(Entries taken from a collection)
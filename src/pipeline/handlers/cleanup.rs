//! Cleanup: delete the artifacts of confirmed members. Members not named in
//! the request are never touched.

use std::sync::Arc;
use std::time::Duration;

use tracing::{info, warn};

use crate::batching::BatchRepository;
use crate::config::CleanupConfig;
use crate::error::Result;
use crate::logging::log_batch_operation;
use crate::models::CleanupRequest;
use crate::pipeline::FollowUp;

#[derive(Debug, Clone)]
pub struct CleanupHandler {
    repository: Arc<BatchRepository>,
    attempts: u32,
    backoff: Duration,
}

impl CleanupHandler {
    pub fn new(repository: Arc<BatchRepository>, config: &CleanupConfig) -> Self {
        Self {
            repository,
            attempts: config.delete_attempts.max(1),
            backoff: Duration::from_millis(config.retry_backoff_ms),
        }
    }

    pub async fn handle(&self, request: CleanupRequest) -> Result<Vec<FollowUp>> {
        let mut deleted = 0usize;
        let mut kept = Vec::new();

        for submission_id in &request.submission_ids {
            if self.delete_with_retry(&request, submission_id).await {
                deleted += 1;
            } else {
                kept.push(submission_id.as_str());
            }
        }

        if kept.is_empty() {
            info!(
                batch_id = request.batch.batch_id,
                control_year = request.batch.control_year,
                deleted,
                "🧹 CLEANUP: Confirmed members removed"
            );
            log_batch_operation(
                "cleanup",
                request.batch.batch_id,
                request.batch.control_year,
                "completed",
                None,
            );
        } else {
            warn!(
                batch_id = request.batch.batch_id,
                deleted,
                kept = ?kept,
                "Some confirmed members could not be removed; they are picked up again at the next startup"
            );
        }
        Ok(Vec::new())
    }

    async fn delete_with_retry(&self, request: &CleanupRequest, submission_id: &str) -> bool {
        for attempt in 1..=self.attempts {
            match self
                .repository
                .delete_member(&request.batch, submission_id)
                .await
            {
                Ok(()) => return true,
                Err(e) => {
                    warn!(
                        batch_id = request.batch.batch_id,
                        submission_id,
                        attempt,
                        error = %e,
                        "Artifact deletion failed"
                    );
                    if attempt < self.attempts {
                        tokio::time::sleep(self.backoff * attempt).await;
                    }
                }
            }
        }
        false
    }
}
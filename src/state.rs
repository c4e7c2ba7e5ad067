use crate::color::ColorMap;
use crate::config::DashboardConfig;
use crate::dashboard::{build_view, DashboardRequest, DashboardView};
use crate::data::loader::load_file;
use crate::data::model::{columns, GameTable};

// ---------------------------------------------------------------------------
// Application state
// ---------------------------------------------------------------------------

/// The full UI state, independent of rendering.
pub struct AppState {
    pub config: DashboardConfig,

    /// Loaded table (None until the file loads successfully).
    pub dataset: Option<GameTable>,

    /// Control values edited by the side panel.
    pub request: DashboardRequest,

    /// View computed for `built_for` (cached until the controls change).
    pub view: Option<DashboardView>,
    built_for: Option<DashboardRequest>,

    /// Bar colours by game result.
    pub color_map: Option<ColorMap>,

    /// Status / error message shown in the UI.
    pub status_message: Option<String>,
}

impl AppState {
    pub fn new(config: DashboardConfig) -> Self {
        Self {
            config,
            dataset: None,
            request: DashboardRequest::default(),
            view: None,
            built_for: None,
            color_map: None,
            status_message: None,
        }
    }

    /// Read the game file from the configured path.
    pub fn reload(&mut self) {
        let path = self.config.data_path.clone();
        match load_file(&path) {
            Ok(dataset) => {
                log::info!(
                    "Loaded {} games from {} with columns {:?}",
                    dataset.len(),
                    path.display(),
                    dataset.columns()
                );
                self.set_dataset(dataset);
            }
            Err(e) => {
                log::error!("Failed to load {}: {e}", path.display());
                self.status_message = Some(format!("Error: {e}"));
            }
        }
    }

    /// Ingest a newly loaded table, reset controls and colours.
    pub fn set_dataset(&mut self, dataset: GameTable) {
        self.request = DashboardRequest::initial(&dataset, &self.config);
        self.color_map = ColorMap::for_column(&dataset, columns::RESULT);
        self.dataset = Some(dataset);
        self.built_for = None;
        self.status_message = None;
        self.refresh();
    }

    /// Rebuild the view if the controls changed since the last build.
    pub fn refresh(&mut self) {
        let Some(dataset) = &self.dataset else {
            return;
        };
        if self.built_for.as_ref() == Some(&self.request) {
            return;
        }
        self.view = Some(build_view(dataset, &self.request));
        self.built_for = Some(self.request.clone());
    }
}
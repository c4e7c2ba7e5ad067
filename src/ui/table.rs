use eframe::egui::Ui;
use egui_extras::{Column, TableBuilder};

use crate::data::model::GameTable;

/// Render a game table with its index labels in the first column.
/// `id` must be unique among the tables shown in one frame.
pub fn game_table(ui: &mut Ui, id: &str, table: &GameTable) {
    if table.is_empty() {
        ui.weak("No games match the current filters.");
        return;
    }

    ui.push_id(id, |ui: &mut Ui| {
        TableBuilder::new(ui)
            .striped(true)
            .resizable(true)
            .vscroll(false)
            .column(Column::auto())
            .columns(Column::auto().at_least(48.0), table.columns().len())
            .header(20.0, |mut header| {
                header.col(|ui: &mut Ui| {
                    ui.strong("#");
                });
                for name in table.columns() {
                    header.col(|ui: &mut Ui| {
                        ui.strong(name);
                    });
                }
            })
            .body(|mut body| {
                for row in table.rows() {
                    body.row(18.0, |mut table_row| {
                        table_row.col(|ui: &mut Ui| {
                            ui.weak(row.index.to_string());
                        });
                        for cell in &row.cells {
                            table_row.col(|ui: &mut Ui| {
                                ui.label(cell.to_string());
                            });
                        }
                    });
                }
            });
    });
}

#### [TASK GOAL]
For this exercise, please output exactly the lines above starting at the line with "pub fn set_dataset(&mut" and ending at the line with "the last build.", ends included.

#### [SOLUTION TO THIS PROBLEM]
    pub fn set_dataset(&mut self, dataset: GameTable) {
        self.request = DashboardRequest::initial(&dataset, &self.config);
        self.color_map = ColorMap::for_column(&dataset, columns::RESULT);
        self.dataset = Some(dataset);
        self.built_for = None;
        self.status_message = None;
        self.refresh();
    }

    /// Rebuild the view if the controls changed since the last build.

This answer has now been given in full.